Zombie Ideas Are Killing Public Education

“Zombie ideas … are policy ideas that keep being killed by evidence, but nonetheless shamble relentlessly forward, essentially because they suit a political agenda.” Paul Krugman

Zombie Ideas!?!

Exactly! … Policymakers have been using zombie ideas to dismantle, transform, and restructure the public education system. But there is a mountain of evidence that the zombie ideas in No Child Left Behind didn’t show any appreciable improvement in student achievement. So why not end the zombie invasion killing our public schools, now?

Zombie ideas are hard to kill because they have already been killed by evidence! Mirror photo by Gary M. Baranec

What Zombie Ideas?

The test-based, metric-driven accountability of the No Child Left Behind (NCLB) law is based on a political agenda, not proven education reforms. Now, NCLB is called the Every Student Succeeds Act (ESSA) but the same policy ideas and political agenda remain in place. The same detrimental consequences persist because the aim and purpose of the law did not change.
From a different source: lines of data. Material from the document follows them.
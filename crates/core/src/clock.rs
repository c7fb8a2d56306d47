// SPDX-License-Identifier: BUSL-1.1
// Copyright (c) 2026 Alfred Jean LLC

//! Clock abstraction for testable time handling

use parking_lot::Mutex;
use std::sync::Arc;
use std::time::{Duration, Instant, SystemTime, UNIX_EPOCH};

/// A clock that provides the current time
pub trait Clock: Clone + Send + Sync {
    fn now(&self) -> Instant;
    fn epoch_ms(&self) -> u64;
}

/// Real system clock
#[derive(Clone, Default)]
pub struct SystemClock;

impl Clock for SystemClock {
    fn now(&self) -> Instant {
        Instant::now()
    }

    fn epoch_ms(&self) -> u64 {
        SystemTime::now()
            .duration_since(UNIX_EPOCH)
            .unwrap_or_default()
            .as_millis() as u64
    }
}

/// Fake clock for testing with controllable time
#[derive(Clone)]
pub struct FakeClock {
    current: Arc<Mutex<Instant>>,
    epoch_ms: Arc<Mutex<u64>>,
}

impl FakeClock {
    pub fn new() -> Self {
        Self {
            current: Arc::new(Mutex::new(Instant::now())),
            epoch_ms: Arc::new(Mutex::new(1_000_000)),
        }
    }

    /// Advance the clock by the given duration
    pub fn advance(&self, duration: Duration) {
        *self.current.lock() += duration;
        *self.epoch_ms.lock() += duration.as_millis() as u64;
    }

    /// Set the clock to a specific instant
    pub fn set(&self, instant: Instant) {
        *self.current.lock() = instant;
    }

    /// Set the epoch milliseconds value
    pub fn set_epoch_ms(&self, ms: u64) {
        *self.epoch_ms.lock() = ms;
    }
}

impl Default for FakeClock {
    fn default() -> Self {
        Self::new()
    }
}

impl Clock for FakeClock {
    fn now(&self) -> Instant {
        *self.current.lock()
    }

    fn epoch_ms(&self) -> u64 {
        *self.epoch_ms.lock()
    }
}

/// Which clock a state's configured timeout is measured against (spec's
/// timeout tuple: duration, target state, clock source). Most graphs want
/// [`ClockSource::Registry`] — the same clock the rest of the machine's
/// bookkeeping uses, which is what lets a whole registry (and its timers)
/// be driven deterministically by a [`FakeClock`] in tests. A state can opt
/// into [`ClockSource::Wall`] for a deadline that must hold against real
/// time even while the registry's own clock is being manipulated — e.g. a
/// payment window that should still expire on schedule during a replay or
/// a `FakeClock`-backed test of unrelated behavior.
#[derive(Debug, Clone, Copy, PartialEq, Eq, Default)]
pub enum ClockSource {
    #[default]
    Registry,
    Wall,
}

#[cfg(test)]
#[path = "clock_tests.rs"]
mod tests;
// SPDX-License-Identifier: BUSL-1.1
// Copyright (c) 2026 Alfred Jean LLC

use super::*;

#[test]
fn machine_id_holds_caller_supplied_string() {
    let id = MachineId::new("order-CUST-001");
    assert_eq!(id.as_str(), "order-CUST-001");
}

#[test]
fn event_name_reserved_constants() {
    assert_eq!(EventName::timeout().as_str(), "__timeout__");
    assert_eq!(EventName::generic().as_str(), "__generic__");
    assert!(EventName::timeout().is_timeout());
    assert!(!EventName::new("OrderPlaced").is_timeout());
}

#[test]
fn correlation_id_has_prefix() {
    let id = CorrelationId::new();
    assert!(id.as_str().starts_with("cor-"));
}

#[test]
fn run_id_and_debug_session_id_distinct_prefixes() {
    assert!(RunId::new().as_str().starts_with("run-"));
    assert!(DebugSessionId::new().as_str().starts_with("dbg-"));
}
Zombie Ideas in Education: High-Stakes Testing and Graduation Policies*

Solórzano (2008) found that the results of high-stakes tests used as a high school diploma requirement “show quite clearly that Blacks and Latinos (and English Language Learners) are disproportionately failing them, whether enrolled in Texas, New York, California, or Minnesota” (p. 312).

He goes on to say that students who do poorly on these exams “are viewed as the problem; they are retained, tracked, or denied graduation” (p. 316) and cites several sources for this statement.
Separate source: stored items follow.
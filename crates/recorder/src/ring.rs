// SPDX-License-Identifier: BUSL-1.1
// Copyright (c) 2026 Alfred Jean LLC

//! Fixed-capacity in-memory ring buffer recorder, used to back live
//! monitoring consumers (the live-debug broadcast in `fsm-registry` reads
//! its `CURRENT_STATE` snapshot from one of these). Oldest records are
//! dropped once capacity is reached; this recorder never blocks and never
//! fails, matching §4.7's "in-memory ring for live monitoring" example.

use std::collections::VecDeque;

use async_trait::async_trait;
use parking_lot::Mutex;

use fsm_wire::TransitionRecord;

use crate::port::SnapshotRecorder;

pub struct RingRecorder {
    capacity: usize,
    records: Mutex<VecDeque<TransitionRecord>>,
}

impl RingRecorder {
    pub fn new(capacity: usize) -> Self {
        Self { capacity: capacity.max(1), records: Mutex::new(VecDeque::new()) }
    }

    /// Snapshot of everything currently buffered, oldest first.
    pub fn snapshot(&self) -> Vec<TransitionRecord> {
        self.records.lock().iter().cloned().collect()
    }

    /// Most recent record, if any.
    pub fn latest(&self) -> Option<TransitionRecord> {
        self.records.lock().back().cloned()
    }

    pub fn len(&self) -> usize {
        self.records.lock().len()
    }

    pub fn is_empty(&self) -> bool {
        self.len() == 0
    }
}

#[async_trait]
impl SnapshotRecorder for RingRecorder {
    async fn record(&self, record: TransitionRecord) {
        let mut records = self.records.lock();
        if records.len() >= self.capacity {
            records.pop_front();
        }
        records.push_back(record);
    }
}

#[cfg(test)]
#[path = "ring_tests.rs"]
mod tests;
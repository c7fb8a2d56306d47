// SPDX-License-Identifier: BUSL-1.1
// Copyright (c) 2026 Alfred Jean LLC

//! Ambient internal counters, logged periodically via `tracing` and exposed
//! through [`EngineMetrics::snapshot`]. Not a monitoring dashboard — just an
//! in-process counter, never rendered or served on its own network port.

use std::sync::atomic::{AtomicU64, Ordering};

#[derive(Debug, Default)]
pub struct EngineMetrics {
    machines_created: AtomicU64,
    transitions_executed: AtomicU64,
    evictions: AtomicU64,
    rehydrations: AtomicU64,
    hook_failures: AtomicU64,
    completions: AtomicU64,
}

/// A point-in-time copy of [`EngineMetrics`]'s counters, cheap to log or
/// hand to a caller without holding onto the atomics themselves.
#[derive(Debug, Clone, Copy, Default, PartialEq, Eq)]
pub struct MetricsSnapshot {
    pub machines_created: u64,
    pub transitions_executed: u64,
    pub evictions: u64,
    pub rehydrations: u64,
    pub hook_failures: u64,
    pub completions: u64,
}

impl EngineMetrics {
    pub fn new() -> Self {
        Self::default()
    }

    pub fn record_machine_created(&self) {
        self.machines_created.fetch_add(1, Ordering::Relaxed);
    }

    pub fn record_transition(&self) {
        self.transitions_executed.fetch_add(1, Ordering::Relaxed);
    }

    pub fn record_eviction(&self) {
        self.evictions.fetch_add(1, Ordering::Relaxed);
    }

    pub fn record_rehydration(&self) {
        self.rehydrations.fetch_add(1, Ordering::Relaxed);
    }

    pub fn record_hook_failure(&self) {
        self.hook_failures.fetch_add(1, Ordering::Relaxed);
    }

    pub fn record_completion(&self) {
        self.completions.fetch_add(1, Ordering::Relaxed);
    }

    pub fn snapshot(&self) -> MetricsSnapshot {
        MetricsSnapshot {
            machines_created: self.machines_created.load(Ordering::Relaxed),
            transitions_executed: self.transitions_executed.load(Ordering::Relaxed),
            evictions: self.evictions.load(Ordering::Relaxed),
            rehydrations: self.rehydrations.load(Ordering::Relaxed),
            hook_failures: self.hook_failures.load(Ordering::Relaxed),
            completions: self.completions.load(Ordering::Relaxed),
        }
    }
}

#[cfg(test)]
#[path = "metrics_tests.rs"]
mod tests;
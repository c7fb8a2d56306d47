// SPDX-License-Identifier: BUSL-1.1
// Copyright (c) 2026 Alfred Jean LLC

use std::sync::Arc;

use serde_json::{json, Value};

use fsm_core::{Event, FakeClock, MachineId, PersistentEntity, StateGraph, StateGraphBuilder, StateName};
use fsm_recorder::RingRecorder;
use fsm_storage::{InMemoryPersistence, PersistencePort};

use super::*;
use crate::error::{EngineError, InstanceSendError};
use crate::scheduler::TimeoutScheduler;

#[derive(Debug, Clone, PartialEq)]
struct Order {
    id: MachineId,
    state: StateName,
    last_change_ms: u64,
    complete: bool,
    version: u64,
}

impl PersistentEntity for Order {
    fn machine_id(&self) -> &MachineId {
        &self.id
    }

    fn current_state(&self) -> &StateName {
        &self.state
    }

    fn set_current_state(&mut self, state: StateName) {
        self.state = state;
    }

    fn last_state_change_ms(&self) -> u64 {
        self.last_change_ms
    }

    fn set_last_state_change_ms(&mut self, timestamp_ms: u64) {
        self.last_change_ms = timestamp_ms;
    }

    fn is_complete(&self) -> bool {
        self.complete
    }

    fn set_complete(&mut self, complete: bool) {
        self.complete = complete;
    }

    fn deep_copy(&self) -> Self {
        self.clone()
    }

    fn to_canonical_json(&self) -> Value {
        json!({
            "id": self.id.as_str(),
            "state": self.state.as_str(),
            "last_change_ms": self.last_change_ms,
            "complete": self.complete,
            "version": self.version,
        })
    }

    fn version(&self) -> u64 {
        self.version
    }

    fn set_version(&mut self, version: u64) {
        self.version = version;
    }
}

fn order(id: &str) -> Order {
    Order {
        id: MachineId::new(id),
        state: StateName::new("PENDING"),
        last_change_ms: 0,
        complete: false,
        version: 0,
    }
}

fn graph() -> Arc<StateGraph<Order, ()>> {
    Arc::new(
        StateGraphBuilder::<Order, ()>::new()
            .initial("PENDING")
            .state("PENDING")
            .on("OrderPlaced", "AWAITING_PAYMENT")
            .done()
            .state("AWAITING_PAYMENT")
            .on("PaymentReceived", "PROCESSING")
            .done()
            .state("PROCESSING")
            .offline()
            .on("OrderShipped", "SHIPPED")
            .done()
            .state("SHIPPED")
            .is_final()
            .done()
            .build()
            .expect("valid graph"),
    )
}

#[allow(clippy::type_complexity)]
fn harness(
    id: &str,
    inbox_capacity: usize,
) -> (
    MachineInstance,
    JoinHandle<()>,
    Arc<InMemoryPersistence<Order>>,
    Arc<RingRecorder>,
) {
    let persistence = Arc::new(InMemoryPersistence::<Order>::new());
    let recorder = Arc::new(RingRecorder::new(16));
    let clock = FakeClock::new();
    let scheduler = Arc::new(TimeoutScheduler::with_clock(clock.clone()));
    let (instance, task) = spawn(
        MachineId::new(id),
        "order",
        graph(),
        order(id),
        (),
        0,
        clock,
        persistence.clone(),
        recorder.clone(),
        scheduler,
        inbox_capacity,
        false,
    );
    (instance, task, persistence, recorder)
}

#[tokio::test]
async fn transition_persists_entity_and_emits_record() {
    let (instance, _task, persistence, recorder) = harness("ord-1", 8);

    let outcome = instance
        .send(Event::new("OrderPlaced", 1, Value::Null))
        .await
        .expect("send succeeds");
    assert!(!outcome.became_complete);
    assert!(!outcome.should_evict);

    let persisted = persistence
        .load(&MachineId::new("ord-1"))
        .await
        .expect("load ok")
        .expect("entity was persisted");
    assert_eq!(persisted.current_state().as_str(), "AWAITING_PAYMENT");
    assert_eq!(persisted.version(), 1);

    assert_eq!(recorder.len(), 1);
    let record = recorder.latest().expect("one record emitted");
    assert_eq!(record.state_before.as_str(), "PENDING");
    assert_eq!(record.state_after.as_str(), "AWAITING_PAYMENT");
    assert_eq!(record.version, 1);
}

#[tokio::test]
async fn entering_offline_state_evicts_the_instance_after_persist() {
    let (instance, task, persistence, _recorder) = harness("ord-2", 8);

    instance
        .send(Event::new("OrderPlaced", 1, Value::Null))
        .await
        .expect("first transition");
    let outcome = instance
        .send(Event::new("PaymentReceived", 2, Value::Null))
        .await
        .expect("second transition enters the offline state");
    assert!(outcome.should_evict);

    // The instance's event loop exits after reporting an eviction; its task
    // completes on its own without the registry needing to abort it.
    task.await.expect("instance task exits cleanly");

    let persisted = persistence
        .load(&MachineId::new("ord-2"))
        .await
        .expect("load ok")
        .expect("entity was persisted before eviction");
    assert_eq!(persisted.current_state().as_str(), "PROCESSING");

    let err = instance
        .send(Event::new("OrderShipped", 3, Value::Null))
        .await
        .expect_err("the instance is no longer running");
    assert!(matches!(err, InstanceSendError::Closed));
}

#[tokio::test]
async fn complete_machine_rejects_further_events() {
    let (instance, _task, _persistence, recorder) = harness("ord-3", 8);
    instance.send(Event::new("OrderPlaced", 1, Value::Null)).await.expect("ok");
    instance.send(Event::new("PaymentReceived", 2, Value::Null)).await.expect("ok");
    let outcome = instance
        .send(Event::new("OrderShipped", 3, Value::Null))
        .await
        .expect("final transition");
    assert!(outcome.became_complete);
    assert_eq!(recorder.len(), 3);

    let err = instance
        .send(Event::new("OrderShipped", 4, Value::Null))
        .await
        .expect_err("a completed machine rejects events");
    assert!(matches!(err, InstanceSendError::Transition(EngineError::MachineComplete)));
    // The rejected event produced no additional record (§4.4 step 1).
    assert_eq!(recorder.len(), 3);
}

#[tokio::test]
async fn unhandled_event_is_discarded_without_changing_state_or_version() {
    let (instance, _task, persistence, recorder) = harness("ord-4", 8);

    let outcome = instance
        .send(Event::new("NoSuchEvent", 1, Value::Null))
        .await
        .expect("unhandled events are not errors");
    assert!(!outcome.became_complete);
    assert!(!outcome.should_evict);
    assert_eq!(recorder.len(), 0);

    let persisted = persistence.load(&MachineId::new("ord-4")).await.expect("load ok");
    assert!(persisted.is_none(), "nothing was ever persisted for an unhandled event");
}

fn graph_with_panicking_entry_hook() -> Arc<StateGraph<Order, ()>> {
    Arc::new(
        StateGraphBuilder::<Order, ()>::new()
            .initial("PENDING")
            .state("PENDING")
            .on("OrderPlaced", "AWAITING_PAYMENT")
            .done()
            .state("AWAITING_PAYMENT")
            .on_entry(|_handle| panic!("boom"))
            .done()
            .build()
            .expect("valid graph"),
    )
}

#[tokio::test]
async fn a_panicking_entry_hook_is_reported_on_the_send_outcome_without_losing_the_transition() {
    let persistence = Arc::new(InMemoryPersistence::<Order>::new());
    let recorder = Arc::new(RingRecorder::new(16));
    let clock = FakeClock::new();
    let scheduler = Arc::new(TimeoutScheduler::with_clock(clock.clone()));
    let (instance, _task) = spawn(
        MachineId::new("ord-hook-panic"),
        "order",
        graph_with_panicking_entry_hook(),
        order("ord-hook-panic"),
        (),
        0,
        clock,
        persistence.clone(),
        recorder.clone(),
        scheduler,
        8,
        false,
    );

    let outcome = instance
        .send(Event::new("OrderPlaced", 1, Value::Null))
        .await
        .expect("the panic is caught, not propagated as a send error");
    assert!(outcome.hook_failed, "the outcome must report the hook failure");

    let persisted = persistence
        .load(&MachineId::new("ord-hook-panic"))
        .await
        .expect("load ok")
        .expect("persisted despite the hook failure");
    assert_eq!(persisted.current_state().as_str(), "AWAITING_PAYMENT", "the state mutation is retained");
    assert_eq!(recorder.len(), 1, "a transition record is still emitted");
}

fn graph_with_initial_timeout(duration_ms: u64) -> Arc<StateGraph<Order, ()>> {
    Arc::new(
        StateGraphBuilder::<Order, ()>::new()
            .initial("PENDING")
            .state("PENDING")
            .timeout(duration_ms, "EXPIRED")
            .on("OrderPlaced", "AWAITING_PAYMENT")
            .done()
            .state("AWAITING_PAYMENT")
            .done()
            .state("EXPIRED")
            .is_final()
            .done()
            .build()
            .expect("valid graph"),
    )
}

#[tokio::test]
async fn a_freshly_spawned_instance_arms_the_timeout_of_its_initial_state() {
    let persistence = Arc::new(InMemoryPersistence::<Order>::new());
    let recorder = Arc::new(RingRecorder::new(16));
    let clock = FakeClock::new();
    let scheduler = Arc::new(TimeoutScheduler::with_clock(clock.clone()));
    let (_instance, _task) = spawn(
        MachineId::new("ord-6"),
        "order",
        graph_with_initial_timeout(1_000),
        order("ord-6"),
        (),
        0,
        clock,
        persistence,
        recorder,
        scheduler.clone(),
        8,
        false,
    );

    // No event has been sent yet; the timeout configured on the machine's
    // own initial state must already be armed rather than waiting for a
    // transition that may never come.
    for _ in 0..20 {
        tokio::task::yield_now().await;
    }
    assert_eq!(scheduler.pending_count(), 1);
}

#[tokio::test]
async fn second_send_is_overloaded_when_the_bounded_inbox_is_already_full() {
    let (instance, _task, _persistence, _recorder) = harness("ord-5", 1);

    // Neither future is polled yet (futures are lazy); `join!` polls both
    // within the same tick, before the spawned instance task gets a chance
    // to run on this single-threaded test executor. With inbox capacity 1,
    // the first `try_send` fills the only slot and the second must fail
    // fast rather than wait for the first event to be processed.
    let first = instance.send(Event::new("OrderPlaced", 1, Value::Null));
    let second = instance.send(Event::new("OrderPlaced", 2, Value::Null));
    let (first, second) = tokio::join!(first, second);

    let results = [first, second];
    let overloaded_count =
        results.iter().filter(|r| matches!(r, Err(InstanceSendError::Overloaded))).count();
    assert_eq!(overloaded_count, 1, "exactly one of the two racing sends should be overloaded");
}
Then, comes the most logical and obvious, yet often negated fact of this matter: “They are held solely responsible for their grades, when in fact, they may not have had equal chance of learning because of the unequal resources and opportunities at their disposal at their school site” (p. 316).
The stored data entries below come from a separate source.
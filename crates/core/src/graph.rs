// SPDX-License-Identifier: BUSL-1.1
// Copyright (c) 2026 Alfred Jean LLC

//! The state graph (C1): an immutable, build-time-validated description of a
//! machine type. Transitions are keyed by [`EventName`] rather than by event
//! type, so the graph can be built once and shared (read-only) across every
//! live instance of that machine type.

use std::collections::HashMap;

use thiserror::Error;

use crate::clock::ClockSource;
use crate::context::MachineHandle;
use crate::event::Event;
use crate::ids::{EventName, StateName};

/// Entry/exit hooks run once per transition into/out of a state. Stay
/// actions run in place of a transition when the current state registers one
/// for the incoming event name.
pub type EntryHook<P, V> = Box<dyn for<'a> Fn(&mut MachineHandle<'a, P, V>) + Send + Sync>;
pub type ExitHook<P, V> = EntryHook<P, V>;
pub type StayAction<P, V> =
    Box<dyn for<'a> Fn(&mut MachineHandle<'a, P, V>, &Event) + Send + Sync>;

/// A state's configured single-shot timeout: fires after `duration_ms` in
/// this state unless cancelled by an earlier exit, landing on `target` if no
/// other transition has already moved the machine elsewhere. `clock_source`
/// picks which clock the duration is measured against (§3's timeout tuple);
/// it defaults to the registry's own clock, so a graph that never opts into
/// [`ClockSource::Wall`] behaves exactly as before.
#[derive(Debug, Clone)]
pub struct TimeoutSpec {
    pub duration_ms: u64,
    pub target: StateName,
    pub clock_source: ClockSource,
}

/// One state's full behavioral description. Immutable once built.
pub struct StateDescriptor<P, V> {
    name: StateName,
    entry_hook: Option<EntryHook<P, V>>,
    exit_hook: Option<ExitHook<P, V>>,
    timeout: Option<TimeoutSpec>,
    offline: bool,
    is_final: bool,
    transitions: HashMap<EventName, StateName>,
    stay_actions: HashMap<EventName, StayAction<P, V>>,
}

impl<P, V> StateDescriptor<P, V> {
    pub fn name(&self) -> &StateName {
        &self.name
    }

    pub fn entry_hook(&self) -> Option<&EntryHook<P, V>> {
        self.entry_hook.as_ref()
    }

    pub fn exit_hook(&self) -> Option<&ExitHook<P, V>> {
        self.exit_hook.as_ref()
    }

    pub fn timeout(&self) -> Option<&TimeoutSpec> {
        self.timeout.as_ref()
    }

    pub fn is_offline(&self) -> bool {
        self.offline
    }

    pub fn is_final(&self) -> bool {
        self.is_final
    }

    /// Resolves the target state for an event name, if this state declares a
    /// transition for it.
    pub fn transition_for(&self, event: &EventName) -> Option<&StateName> {
        self.transitions.get(event)
    }

    pub fn stay_action_for(&self, event: &EventName) -> Option<&StayAction<P, V>> {
        self.stay_actions.get(event)
    }

    pub fn has_transition(&self, event: &EventName) -> bool {
        self.transitions.contains_key(event)
    }

    /// All event-triggered transitions out of this state, for deriving the
    /// live-debug server's "supported events + transitions" broadcast from
    /// the static graph (§4.8/§6) without exposing the transition table
    /// itself.
    pub fn transitions(&self) -> impl Iterator<Item = (&EventName, &StateName)> {
        self.transitions.iter()
    }
}

/// Build-time validation failures. Rejects a graph before any machine can be
/// constructed from it — the engine only ever sees graphs that passed.
#[derive(Debug, Error)]
pub enum InvalidGraph {
    #[error("state {0:?} is defined more than once")]
    DuplicateState(String),

    #[error("state {from:?} transitions on {event:?} to undefined state {target:?}")]
    UnknownTransitionTarget { from: String, event: String, target: String },

    #[error("no initial state was named")]
    MissingInitialState,

    #[error("initial state {0:?} is not defined")]
    UnknownInitialState(String),

    #[error("final state {0:?} declares an outgoing transition on {1:?}")]
    FinalStateHasOutgoingTransition(String, String),
}

/// The immutable, shared description of one machine type. Built once via
/// [`StateGraphBuilder`], then referenced (never mutated) by every
/// [`crate::context::MachineHandle`] built from it.
pub struct StateGraph<P, V> {
    initial: StateName,
    states: HashMap<StateName, StateDescriptor<P, V>>,
}

impl<P, V> StateGraph<P, V> {
    pub fn initial_state(&self) -> &StateName {
        &self.initial
    }

    pub fn state(&self, name: &StateName) -> Option<&StateDescriptor<P, V>> {
        self.states.get(name)
    }

    pub fn contains(&self, name: &StateName) -> bool {
        self.states.contains_key(name)
    }
}

/// Builder for [`StateGraph`]. States are added with [`StateGraphBuilder::state`],
/// which returns a [`StateBuilder`] for fluent per-state configuration.
#[derive(Default)]
pub struct StateGraphBuilder<P, V> {
    initial: Option<StateName>,
    states: HashMap<StateName, StateDescriptor<P, V>>,
    order: Vec<StateName>,
    pending_error: Option<InvalidGraph>,
}

impl<P, V> StateGraphBuilder<P, V> {
    pub fn new() -> Self {
        Self { initial: None, states: HashMap::new(), order: Vec::new(), pending_error: None }
    }

    pub fn initial(mut self, name: impl Into<StateName>) -> Self {
        self.initial = Some(name.into());
        self
    }

    /// Begin describing a state. Finishing the returned [`StateBuilder`]
    /// (by dropping it or calling [`StateBuilder::done`]) registers it.
    pub fn state(mut self, name: impl Into<StateName>) -> StateBuilder<P, V> {
        let name = name.into();
        self.order.push(name.clone());
        StateBuilder {
            parent: self,
            descriptor: StateDescriptor {
                name,
                entry_hook: None,
                exit_hook: None,
                timeout: None,
                offline: false,
                is_final: false,
                transitions: HashMap::new(),
                stay_actions: HashMap::new(),
            },
        }
    }

    pub fn build(mut self) -> Result<StateGraph<P, V>, InvalidGraph> {
        if let Some(err) = self.pending_error.take() {
            return Err(err);
        }
        let initial = self.initial.take().ok_or(InvalidGraph::MissingInitialState)?;
        if !self.states.contains_key(&initial) {
            return Err(InvalidGraph::UnknownInitialState(initial.as_str().to_string()));
        }
        for name in &self.order {
            let desc = &self.states[name];
            for (event, target) in &desc.transitions {
                if !self.states.contains_key(target) {
                    return Err(InvalidGraph::UnknownTransitionTarget {
                        from: name.as_str().to_string(),
                        event: event.as_str().to_string(),
                        target: target.as_str().to_string(),
                    });
                }
            }
            if desc.is_final && !desc.transitions.is_empty() {
                let (event, _) = desc.transitions.iter().next().expect("non-empty");
                return Err(InvalidGraph::FinalStateHasOutgoingTransition(
                    name.as_str().to_string(),
                    event.as_str().to_string(),
                ));
            }
        }
        Ok(StateGraph { initial, states: self.states })
    }

    fn insert(&mut self, descriptor: StateDescriptor<P, V>) -> Result<(), InvalidGraph> {
        if self.states.contains_key(&descriptor.name) {
            return Err(InvalidGraph::DuplicateState(descriptor.name.as_str().to_string()));
        }
        self.states.insert(descriptor.name.clone(), descriptor);
        Ok(())
    }
}

/// Fluent configuration for one state, returned by [`StateGraphBuilder::state`].
pub struct StateBuilder<P, V> {
    parent: StateGraphBuilder<P, V>,
    descriptor: StateDescriptor<P, V>,
}

impl<P, V> StateBuilder<P, V> {
    pub fn on_entry(
        mut self,
        hook: impl for<'a> Fn(&mut MachineHandle<'a, P, V>) + Send + Sync + 'static,
    ) -> Self {
        self.descriptor.entry_hook = Some(Box::new(hook));
        self
    }

    pub fn on_exit(
        mut self,
        hook: impl for<'a> Fn(&mut MachineHandle<'a, P, V>) + Send + Sync + 'static,
    ) -> Self {
        self.descriptor.exit_hook = Some(Box::new(hook));
        self
    }

    /// Arms this state's timeout against the registry's own clock (the
    /// common case). Use [`StateBuilder::timeout_with_clock_source`] to pin
    /// it to the real wall clock instead.
    pub fn timeout(mut self, duration_ms: u64, target: impl Into<StateName>) -> Self {
        self.timeout_with_clock_source(duration_ms, target, ClockSource::Registry)
    }

    pub fn timeout_with_clock_source(
        mut self,
        duration_ms: u64,
        target: impl Into<StateName>,
        clock_source: ClockSource,
    ) -> Self {
        self.descriptor.timeout = Some(TimeoutSpec { duration_ms, target: target.into(), clock_source });
        self
    }

    pub fn offline(mut self) -> Self {
        self.descriptor.offline = true;
        self
    }

    pub fn is_final(mut self) -> Self {
        self.descriptor.is_final = true;
        self
    }

    pub fn on(mut self, event: impl Into<EventName>, target: impl Into<StateName>) -> Self {
        self.descriptor.transitions.insert(event.into(), target.into());
        self
    }

    pub fn stay_on(
        mut self,
        event: impl Into<EventName>,
        action: impl for<'a> Fn(&mut MachineHandle<'a, P, V>, &Event) + Send + Sync + 'static,
    ) -> Self {
        self.descriptor.stay_actions.insert(event.into(), Box::new(action));
        self
    }

    /// Registers this state with the parent builder and returns it so
    /// `.state(...).on(...).done().state(...)` chains fluently.
    pub fn done(self) -> StateGraphBuilder<P, V> {
        let StateBuilder { mut parent, descriptor } = self;
        if parent.pending_error.is_none() {
            if let Err(err) = parent.insert(descriptor) {
                parent.pending_error = Some(err);
            }
        }
        parent
    }
}

#[cfg(test)]
#[path = "graph_tests.rs"]
mod tests;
The policy of high-stakes testing that has led to multiple incorrect, unethical, and detrimental uses of test results is just one example of a zombie idea that needs to die —permanently.

Other Zombie Ideas That Just Won’t Die!

Choice and competition are market-based ideas whose theories have been applied to public education to transform and restructure our public system into a privatized system. So based on the idea of school choice as a reform, researchers** examined student achievement under this Market Theory  — with the demand side being “school choosers” and the supply side being schools. They did so while also cautioning that psychologists are well aware of the effect of “choice.”

Theory On the Demand Side:

“The simple act of choosing a school then might contribute to a family’s satisfaction with that school.”

Theory On the Supply Side:

“Decentralized decision-making itself might be beneficial to students. … This local control could lead to more efficient, locally appropriate use of resources, better alignment and camaraderie among the school personnel, and improved responsiveness to opportunities and challenges.”

But Overall:

“While there are isolated (and sometimes very impressive) success stories, school choice reforms have not proven to be unambiguously effective on the whole.”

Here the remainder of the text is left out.